What are the biological consequences of these findings? Gene expression analyses indicated that in G2/M (4N) cells in which Pax3–Foxo1a expression was knocked down, the expression of genes associated with G2 and M checkpoint adaptation was reduced. The G2/M checkpoints function to limit cells progressing through mitosis with unrepaired DNA damage. Irradiation of cells with and without Pax3–Foxo1a knock down showed that cells in which Pax3–Foxo1a was expressed progressed more often through mitosis with evidence of DNA damage compared with Pax3–Foxo1a knockdown cells, which indicates that PAX3–FOXO1A facilitates transition in the presence of DNA damage through checkpoint adaptation. Transplantation of these irradiated cells into syngeneic mice showed that PAX3–FOXO1A-expressing cells had a growth advantage, and cells that expressed PAX3–FOXO1A were more resistant to DNA damage-inducing chemotherapy and to targeted therapies, such as imatinib. The authors conclude that understanding the natural expression patterns of oncogenes and fusion genes in RMS and other cancers could be important for understanding their function in tumorigenesis.

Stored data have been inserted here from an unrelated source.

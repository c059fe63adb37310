// Postgres persistence for jobs and result sets.

use async_trait::async_trait;
use chrono::{DateTime, Utc};
use serde_json::Value;
use sqlx::PgPool;

use castnet_common::{Creator, Job, JobStatus, Platform, RunMetrics, SearchMode, SearchParams};

use crate::error::{Result, StoreError};
use crate::merge::merge_batches;
use crate::store::{merge_params_patch, IdentityFn, JobStore, MergeOutcome, ProgressUpdate};

const JOB_COLUMNS: &str = "id, owner_id, platform, mode, keywords, target_handle, search_params, \
     target_results, processed_results, processed_runs, cursor_pos, progress, status, error, \
     created_at, started_at, completed_at, updated_at";

pub struct PgJobStore {
    pool: PgPool,
}

#[derive(Debug, sqlx::FromRow)]
struct JobRow {
    id: String,
    owner_id: String,
    platform: String,
    mode: String,
    keywords: Value,
    target_handle: Option<String>,
    search_params: Value,
    target_results: i64,
    processed_results: i64,
    processed_runs: i64,
    cursor_pos: i64,
    progress: i16,
    status: String,
    error: Option<String>,
    created_at: DateTime<Utc>,
    started_at: Option<DateTime<Utc>>,
    completed_at: Option<DateTime<Utc>>,
    updated_at: DateTime<Utc>,
}

impl TryFrom<JobRow> for Job {
    type Error = StoreError;

    fn try_from(row: JobRow) -> Result<Job> {
        let corrupt = |reason: String| StoreError::CorruptRow { id: row.id.clone(), reason };
        let platform = Platform::parse(&row.platform)
            .ok_or_else(|| corrupt(format!("unknown platform '{}'", row.platform)))?;
        let mode = SearchMode::parse(&row.mode)
            .ok_or_else(|| corrupt(format!("unknown mode '{}'", row.mode)))?;
        let status = JobStatus::parse(&row.status)
            .ok_or_else(|| corrupt(format!("unknown status '{}'", row.status)))?;
        let keywords: Vec<String> = serde_json::from_value(row.keywords)?;
        let search_params: SearchParams = serde_json::from_value(row.search_params)?;
        Ok(Job {
            id: row.id,
            owner_id: row.owner_id,
            platform,
            mode,
            keywords,
            target_handle: row.target_handle,
            search_params,
            target_results: row.target_results,
            processed_results: row.processed_results,
            processed_runs: row.processed_runs,
            cursor: row.cursor_pos,
            progress: row.progress,
            status,
            error: row.error,
            created_at: row.created_at,
            started_at: row.started_at,
            completed_at: row.completed_at,
            updated_at: row.updated_at,
        })
    }
}

impl PgJobStore {
    pub fn new(pool: PgPool) -> Self {
        Self { pool }
    }

    /// Run the embedded SQL migrations.
    pub async fn migrate(&self) -> Result<()> {
        sqlx::migrate!("./migrations")
            .run(&self.pool)
            .await
            .map_err(|e| StoreError::Database(e.into()))?;
        Ok(())
    }

    async fn fetch(&self, id: &str) -> Result<Job> {
        self.load(id).await?.ok_or_else(|| StoreError::NotFound(id.to_string()))
    }
}

#[async_trait]
impl JobStore for PgJobStore {
    async fn load(&self, id: &str) -> Result<Option<Job>> {
        let row = sqlx::query_as::<_, JobRow>(&format!(
            "SELECT {JOB_COLUMNS} FROM search_jobs WHERE id = $1"
        ))
        .bind(id)
        .fetch_optional(&self.pool)
        .await?;
        row.map(Job::try_from).transpose()
    }

    async fn create(&self, job: &Job) -> Result<()> {
        sqlx::query(
            r#"
            INSERT INTO search_jobs
                (id, owner_id, platform, mode, keywords, target_handle, search_params,
                 target_results, processed_results, processed_runs, cursor_pos, progress,
                 status, error, created_at, started_at, completed_at, updated_at)
            VALUES ($1, $2, $3, $4, $5, $6, $7, $8, $9, $10, $11, $12, $13, $14, $15, $16, $17, $18)
            "#,
        )
        .bind(&job.id)
        .bind(&job.owner_id)
        .bind(job.platform.as_str())
        .bind(job.mode.as_str())
        .bind(serde_json::to_value(&job.keywords)?)
        .bind(&job.target_handle)
        .bind(serde_json::to_value(&job.search_params)?)
        .bind(job.target_results)
        .bind(job.processed_results)
        .bind(job.processed_runs)
        .bind(job.cursor)
        .bind(job.progress)
        .bind(job.status.as_str())
        .bind(&job.error)
        .bind(job.created_at)
        .bind(job.started_at)
        .bind(job.completed_at)
        .bind(job.updated_at)
        .execute(&self.pool)
        .await?;
        Ok(())
    }

    async fn mark_processing(&self, id: &str) -> Result<Job> {
        sqlx::query(
            r#"
            UPDATE search_jobs
            SET status = 'processing',
                started_at = COALESCE(started_at, now()),
                updated_at = now()
            WHERE id = $1
              AND status NOT IN ('completed', 'error', 'cancelled', 'timeout')
            "#,
        )
        .bind(id)
        .execute(&self.pool)
        .await?;
        self.fetch(id).await
    }

    async fn record_progress(&self, id: &str, update: ProgressUpdate) -> Result<Job> {
        let mut tx = self.pool.begin().await?;

        let row = sqlx::query_as::<_, JobRow>(&format!(
            "SELECT {JOB_COLUMNS} FROM search_jobs WHERE id = $1 FOR UPDATE"
        ))
        .bind(id)
        .fetch_optional(&mut *tx)
        .await?
        .ok_or_else(|| StoreError::NotFound(id.to_string()))?;
        let job = Job::try_from(row)?;

        if job.status.is_terminal() {
            tx.rollback().await?;
            return Ok(job);
        }

        let processed_runs = update
            .processed_runs
            .map(|w| w.apply(job.processed_runs))
            .unwrap_or(job.processed_runs);
        let processed_results = update
            .processed_results
            .map(|w| w.apply(job.processed_results))
            .unwrap_or(job.processed_results);
        let cursor = update.cursor.unwrap_or(job.cursor);
        // Monotonic floor on write.
        let progress = update
            .progress
            .map(|p| p.clamp(0, 100).max(job.progress))
            .unwrap_or(job.progress);
        let mut params = serde_json::to_value(&job.search_params)?;
        if let Some(patch) = &update.search_params_patch {
            merge_params_patch(&mut params, patch);
        }

        sqlx::query(
            r#"
            UPDATE search_jobs
            SET processed_runs = $2,
                processed_results = $3,
                cursor_pos = $4,
                progress = $5,
                search_params = $6,
                updated_at = now()
            WHERE id = $1
            "#,
        )
        .bind(id)
        .bind(processed_runs)
        .bind(processed_results)
        .bind(cursor)
        .bind(progress)
        .bind(&params)
        .execute(&mut *tx)
        .await?;
        tx.commit().await?;

        self.fetch(id).await
    }

    async fn merge_creators(
        &self,
        id: &str,
        batch: Vec<Creator>,
        identity: IdentityFn<'_>,
    ) -> Result<MergeOutcome> {
        let mut tx = self.pool.begin().await?;

        // Lock the job row first: this serializes concurrent merges and lets
        // us observe a finalization that happened since our caller loaded
        // the job.
        let status: String =
            sqlx::query_scalar("SELECT status FROM search_jobs WHERE id = $1 FOR UPDATE")
                .bind(id)
                .fetch_optional(&mut *tx)
                .await?
                .ok_or_else(|| StoreError::NotFound(id.to_string()))?;
        let status = JobStatus::parse(&status).ok_or_else(|| StoreError::CorruptRow {
            id: id.to_string(),
            reason: format!("unknown status '{status}'"),
        })?;

        let stored: Option<Value> =
            sqlx::query_scalar("SELECT creators FROM search_results WHERE job_id = $1 FOR UPDATE")
                .bind(id)
                .fetch_optional(&mut *tx)
                .await?;
        let existing: Vec<Creator> = match stored {
            Some(value) => serde_json::from_value(value)?,
            None => Vec::new(),
        };

        if status.is_terminal() {
            // Another invocation already finalized the job; writing now
            // would clobber its results with stale data.
            tx.rollback().await?;
            return Ok(MergeOutcome { total: existing.len() as i64, new_count: 0 });
        }

        let (union, new_count) = merge_batches(&existing, &batch, identity);
        let total = union.len() as i64;

        sqlx::query(
            r#"
            INSERT INTO search_results (job_id, creators, updated_at)
            VALUES ($1, $2, now())
            ON CONFLICT (job_id)
            DO UPDATE SET creators = EXCLUDED.creators, updated_at = now()
            "#,
        )
        .bind(id)
        .bind(serde_json::to_value(&union)?)
        .execute(&mut *tx)
        .await?;

        sqlx::query(
            "UPDATE search_jobs SET processed_results = $2, updated_at = now() WHERE id = $1",
        )
        .bind(id)
        .bind(total)
        .execute(&mut *tx)
        .await?;

        tx.commit().await?;
        Ok(MergeOutcome { total, new_count: new_count as i64 })
    }

    async fn replace_creators(&self, id: &str, batch: Vec<Creator>) -> Result<i64> {
        let mut tx = self.pool.begin().await?;

        let status: String =
            sqlx::query_scalar("SELECT status FROM search_jobs WHERE id = $1 FOR UPDATE")
                .bind(id)
                .fetch_optional(&mut *tx)
                .await?
                .ok_or_else(|| StoreError::NotFound(id.to_string()))?;
        if JobStatus::parse(&status).is_some_and(|s| s.is_terminal()) {
            let stored: Option<Value> = sqlx::query_scalar(
                "SELECT creators FROM search_results WHERE job_id = $1",
            )
            .bind(id)
            .fetch_optional(&mut *tx)
            .await?;
            tx.rollback().await?;
            let existing: Vec<Creator> = match stored {
                Some(value) => serde_json::from_value(value)?,
                None => Vec::new(),
            };
            return Ok(existing.len() as i64);
        }

        let total = batch.len() as i64;
        sqlx::query(
            r#"
            INSERT INTO search_results (job_id, creators, updated_at)
            VALUES ($1, $2, now())
            ON CONFLICT (job_id)
            DO UPDATE SET creators = EXCLUDED.creators, updated_at = now()
            "#,
        )
        .bind(id)
        .bind(serde_json::to_value(&batch)?)
        .execute(&mut *tx)
        .await?;
        sqlx::query(
            "UPDATE search_jobs SET processed_results = $2, updated_at = now() WHERE id = $1",
        )
        .bind(id)
        .bind(total)
        .execute(&mut *tx)
        .await?;

        tx.commit().await?;
        Ok(total)
    }

    async fn update_search_params(&self, id: &str, patch: Value) -> Result<Job> {
        // Strip nulls before handing the patch to JSONB `||`.
        let mut stripped = Value::Object(serde_json::Map::new());
        merge_params_patch(&mut stripped, &patch);

        sqlx::query(
            r#"
            UPDATE search_jobs
            SET search_params = search_params || $2::jsonb,
                updated_at = now()
            WHERE id = $1
              AND status NOT IN ('completed', 'error', 'cancelled', 'timeout')
            "#,
        )
        .bind(id)
        .bind(&stripped)
        .execute(&self.pool)
        .await?;
        self.fetch(id).await
    }

    async fn complete(&self, id: &str, status: JobStatus, error: Option<String>) -> Result<Job> {
        sqlx::query(
            r#"
            UPDATE search_jobs
            SET status = $2,
                error = $3,
                completed_at = now(),
                progress = CASE WHEN $2 = 'completed' THEN 100 ELSE progress END,
                updated_at = now()
            WHERE id = $1
              AND status NOT IN ('completed', 'error', 'cancelled', 'timeout')
            "#,
        )
        .bind(id)
        .bind(status.as_str())
        .bind(&error)
        .execute(&self.pool)
        .await?;
        self.fetch(id).await
    }

    async fn record_benchmark(&self, id: &str, metrics: &RunMetrics) -> Result<Job> {
        let mut tx = self.pool.begin().await?;

        let params: Value =
            sqlx::query_scalar("SELECT search_params FROM search_jobs WHERE id = $1 FOR UPDATE")
                .bind(id)
                .fetch_optional(&mut *tx)
                .await?
                .ok_or_else(|| StoreError::NotFound(id.to_string()))?;
        let mut params: SearchParams = serde_json::from_value(params)?;
        params.api_calls_used += metrics.api_calls;
        params.total_cost_usd += metrics.total_cost_usd;
        params.last_benchmark = Some(metrics.clone());

        sqlx::query(
            "UPDATE search_jobs SET search_params = $2, updated_at = now() WHERE id = $1",
        )
        .bind(id)
        .bind(serde_json::to_value(&params)?)
        .execute(&mut *tx)
        .await?;
        tx.commit().await?;

        self.fetch(id).await
    }

    async fn load_creators(&self, id: &str) -> Result<Vec<Creator>> {
        let stored: Option<Value> =
            sqlx::query_scalar("SELECT creators FROM search_results WHERE job_id = $1")
                .bind(id)
                .fetch_optional(&self.pool)
                .await?;
        match stored {
            Some(value) => Ok(serde_json::from_value(value)?),
            None => Ok(Vec::new()),
        }
    }
}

PAX3–FOXO1A is not the only gene known to contribute to RMS development. A comprehensive genome analysis of 147 RMS samples and matched normal samples by Javed Khan and colleagues indicated that, in RMS samples with fusion genes that involve either PAX3 or PAX7, the level of additional somatic mutations is low. In samples that lack fusion genes, the authors found mutations in genes that were previously known to be involved in RMS, such as the RAS genes and fibroblast growth factor receptor 4 (FGFR4), as well as mutations in F-box and WD repeat domain containing 7 (FBXW7) and BCL6 co-repressor (BCOR), which are two genes that were not previously known to be mutated in RMS. Interestingly, these authors also found that 93% of RMS samples have altered receptor tyrosine kinase–RAS–PI3K signalling, which suggests that agents that target this pathway should be investigated as potential therapies for patients with RMS.